Overview
Introduction
The Symphony No. 4 in D minor, Op. 120, composed by Robert Schumann, was first completed in 1841. Schumann heavily revised the symphony in 1851, and it was this version that reached publication.
Clara Schumann, Robert's widow, later claimed on the first page of the score to the symphony—as published in 1882 as part of her husband's complete works (Robert Schumanns Werke, Herausgegeben von Clara Schumann, published by Breitkopf & Härtel)—that the symphony had merely been sketched in 1841 but was only fully orchestrated ("vollständig instrumentiert") in 1851. However, this was untrue, and Johannes Brahms, who greatly preferred the earlier version of the symphony, published that version in 1891 despite Clara's strenuous objections.
Movements
The work is scored for two flutes, two oboes, two clarinets, two bassoons, four horns, two trumpets, three trombones, timpani and the usual strings.
The 1851 (published) version of the work is in four movements which follow each other without pause:[1]

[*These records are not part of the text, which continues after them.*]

//! Pipeline stages for palm-pair-to-reading conversion.
//!
//! Each submodule implements exactly one transformation step. Keeping stages
//! separate makes each independently testable and lets us swap an
//! implementation (e.g. a different provider layer) without touching the
//! other stages.
//!
//! ## Data Flow
//!
//! ```text
//! input ──▶ encode ──▶ request ──▶ llm ──▶ parse
//! (path/URL) (base64)  (messages)  (VLM)   (sections)
//! ```
//!
//! 1. [`input`]   — resolve a path or URL to in-memory bytes with a sniffed
//!    media type (CLI only; the HTTP endpoint receives bytes directly)
//! 2. [`encode`]  — base64-wrap each image for the multimodal request body
//! 3. [`request`] — assemble the instruction prompt and both images into one
//!    vision chat request
//! 4. [`llm`]     — the single provider call with timeout and failure
//!    classification; the only stage with network I/O
//! 5. [`parse`]   — anchor-label segmentation of the free-text reply into
//!    the fixed reading structure

pub mod encode;
pub mod input;
pub mod llm;
pub mod parse;
pub mod request;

- Ziemlich langsam - Lebhaft (D minor-D major)
- Romanze: Ziemlich langsam (A minor-A major)
- Scherzo: Lebhaft (D minor)
- Langsam; Lebhaft (D major)
The 1841 version, however, used Italian rather than German tempo indications, with the four movements as follows:[2]

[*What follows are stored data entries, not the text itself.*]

//! CLI binary for lifelines.
//!
//! A thin shim over the library crate: `serve` runs the HTTP service,
//! `read` performs a one-shot reading from two local files or URLs and
//! renders the sections to the terminal.

use anyhow::{Context, Result};
use clap::{Parser, Subcommand};
use indicatif::{ProgressBar, ProgressStyle};
use lifelines::{
    bind_reading, read_palms, resolve_image, reveal_words, serve, MarkdownSurface, ReadingConfig,
};
use std::io::{self, Write};
use std::net::SocketAddr;
use std::time::Duration;
use tokio_stream::StreamExt;
use tracing_subscriber::EnvFilter;

// ── ANSI colour helpers (no extra deps) ──────────────────────────────────────

fn dim(s: &str) -> String {
    format!("\x1b[2m{s}\x1b[0m")
}
fn bold(s: &str) -> String {
    format!("\x1b[1m{s}\x1b[0m")
}

const AFTER_HELP: &str = r#"EXAMPLES:
  # One-shot reading from local photos
  lifelines read left.jpg right.jpg

  # Reading from URLs, specific model, raw model text
  lifelines read --model gpt-4o https://example.com/l.jpg https://example.com/r.jpg --raw

  # Structured JSON (raw text + parsed sections + stats)
  lifelines read left.png right.png --json > reading.json

  # Run the HTTP service
  lifelines serve --addr 0.0.0.0:3000

ENVIRONMENT VARIABLES:
  OPENAI_API_KEY          OpenAI API key
  ANTHROPIC_API_KEY       Anthropic API key
  GEMINI_API_KEY          Google Gemini API key
  LIFELINES_LLM_PROVIDER  Override provider (openai, anthropic, gemini, ollama)
  LIFELINES_MODEL         Override model ID

SETUP:
  1. Set API key:  export OPENAI_API_KEY=sk-...
  2. Read:         lifelines read left.jpg right.jpg
"#;

/// Palm reading reports from palm photos using Vision LLMs.
#[derive(Parser, Debug)]
#[command(
    name = "lifelines",
    version,
    about = "Palm reading reports from palm photos using Vision LLMs",
    arg_required_else_help = true,
    color = clap::ColorChoice::Auto,
    after_long_help = AFTER_HELP
)]
struct Cli {
    #[command(subcommand)]
    command: Command,

    /// Enable DEBUG-level tracing logs.
    #[arg(short, long, global = true, env = "LIFELINES_VERBOSE")]
    verbose: bool,

    /// Suppress all output except errors and results.
    #[arg(short, long, global = true, env = "LIFELINES_QUIET")]
    quiet: bool,
}

#[derive(Subcommand, Debug)]
enum Command {
    /// Run the HTTP reading service.
    Serve {
        /// Socket address to bind.
        #[arg(long, env = "LIFELINES_ADDR", default_value = "0.0.0.0:3000")]
        addr: SocketAddr,

        /// LLM model ID (e.g. gpt-4o-mini, claude-sonnet-4-20250514).
        #[arg(long, env = "LIFELINES_MODEL")]
        model: Option<String>,

        /// LLM provider: openai, anthropic, gemini, ollama.
        #[arg(long, env = "LIFELINES_PROVIDER")]
        provider: Option<String>,

        /// Per-inference-call timeout in seconds.
        #[arg(long, env = "LIFELINES_API_TIMEOUT", default_value_t = 60)]
        api_timeout: u64,
    },

    /// Perform one reading from two palm images (local paths or URLs).
    Read {
        /// Left palm image: local path or HTTP/HTTPS URL.
        left: String,

        /// Right palm image: local path or HTTP/HTTPS URL.
        right: String,

        /// LLM model ID.
        #[arg(long, env = "LIFELINES_MODEL")]
        model: Option<String>,

        /// LLM provider: openai, anthropic, gemini, ollama.
        #[arg(long, env = "LIFELINES_PROVIDER")]
        provider: Option<String>,

        /// LLM temperature (0.0–2.0).
        #[arg(long, default_value_t = 0.7)]
        temperature: f32,

        /// Max LLM output tokens.
        #[arg(long, default_value_t = 1500)]
        max_tokens: usize,

        /// Per-inference-call timeout in seconds.
        #[arg(long, env = "LIFELINES_API_TIMEOUT", default_value_t = 60)]
        api_timeout: u64,

        /// Print the raw model text instead of the rendered sections.
        #[arg(long)]
        raw: bool,

        /// Output structured JSON (raw + parsed + stats).
        #[arg(long)]
        json: bool,

        /// With --raw, print the text at once instead of the word-by-word reveal.
        #[arg(long)]
        no_reveal: bool,
    },
}

#[tokio::main]
async fn main() -> Result<()> {
    let cli = Cli::parse();

    // ── Logging setup ────────────────────────────────────────────────────
    let filter = if cli.quiet {
        "error"
    } else if cli.verbose {
        "debug"
    } else {
        "info"
    };
    tracing_subscriber::fmt()
        .with_env_filter(
            EnvFilter::try_from_default_env().unwrap_or_else(|_| EnvFilter::new(filter)),
        )
        .with_writer(io::stderr)
        .init();

    match cli.command {
        Command::Serve {
            addr,
            model,
            provider,
            api_timeout,
        } => {
            let mut builder = ReadingConfig::builder().api_timeout_secs(api_timeout);
            if let Some(model) = model {
                builder = builder.model(model);
            }
            if let Some(provider) = provider {
                builder = builder.provider_name(provider);
            }
            let config = builder.build().context("Invalid configuration")?;

            serve(addr, config).await.context("Server failed")?;
        }

        Command::Read {
            left,
            right,
            model,
            provider,
            temperature,
            max_tokens,
            api_timeout,
            raw,
            json,
            no_reveal,
        } => {
            let mut builder = ReadingConfig::builder()
                .temperature(temperature)
                .max_tokens(max_tokens)
                .api_timeout_secs(api_timeout);
            if let Some(model) = model {
                builder = builder.model(model);
            }
            if let Some(provider) = provider {
                builder = builder.provider_name(provider);
            }
            let config = builder.build().context("Invalid configuration")?;

            let left_image = resolve_image(&left, config.download_timeout_secs)
                .await
                .context("Failed to resolve left palm image")?;
            let right_image = resolve_image(&right, config.download_timeout_secs)
                .await
                .context("Failed to resolve right palm image")?;

            // A single network call can take tens of seconds; show a spinner
            // unless the output is being piped somewhere structured.
            let spinner = if !cli.quiet && !json {
                let bar = ProgressBar::new_spinner();
                bar.set_style(
                    ProgressStyle::with_template("{spinner:.cyan} {msg}")
                        .unwrap_or_else(|_| ProgressStyle::default_spinner()),
                );
                bar.set_message("Reading your palms…");
                bar.enable_steady_tick(Duration::from_millis(80));
                Some(bar)
            } else {
                None
            };

            let output = read_palms(left_image, right_image, &config).await;
            if let Some(bar) = spinner {
                bar.finish_and_clear();
            }
            let output = output.context("Reading failed")?;

            if json {
                println!(
                    "{}",
                    serde_json::to_string_pretty(&output).context("Failed to serialise output")?
                );
            } else {
                // The reveal re-joins words with single spaces, so it is
                // only applied to the raw prose; the rendered page keeps its
                // table layout intact.
                if raw && !no_reveal {
                    print_paced(&output.raw, &config).await?;
                } else if raw {
                    println!("{}", output.raw);
                } else {
                    let mut surface = MarkdownSurface::new();
                    bind_reading(&output.parsed, &mut surface);
                    println!("{}", surface.render());
                }

                if !cli.quiet {
                    eprintln!(
                        "   {}  —  {}ms total",
                        dim(&format!(
                            "{} tokens in / {} tokens out",
                            output.stats.input_tokens, output.stats.output_tokens
                        )),
                        bold(&output.stats.duration_ms.to_string()),
                    );
                }
            }
        }
    }

    Ok(())
}

/// Print text with the cosmetic word-batched reveal.
async fn print_paced(text: &str, config: &ReadingConfig) -> Result<()> {
    let stream = reveal_words(
        text,
        config.reveal_batch_words,
        Duration::from_millis(config.reveal_delay_ms),
    );
    tokio::pin!(stream);

    let stdout = io::stdout();
    let mut handle = stdout.lock();
    let mut first = true;
    while let Some(batch) = stream.next().await {
        if !first {
            handle.write_all(b" ").context("stdout")?;
        }
        handle.write_all(batch.as_bytes()).context("stdout")?;
        handle.flush().ok();
        first = false;
    }
    handle.write_all(b"\n").context("stdout")?;
    Ok(())
}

- Andante con moto - Allegro di molto (D minor-D major)
- Romanza: Andante (A minor-A major)
- Scherzo: Presto (D minor)
- Largo - Finale: Allegro vivace (D major)
Schumann's biographer Peter Ostwald comments that this earlier version is "lighter and more transparent in texture" than the revision, but that Clara "always insisted that the later, heavier, and more stately version [of 1851] was the better one."[citation needed] (Both versions are included on the recent recording of Schumann's complete symphonies by John Eliot Gardiner cited below.)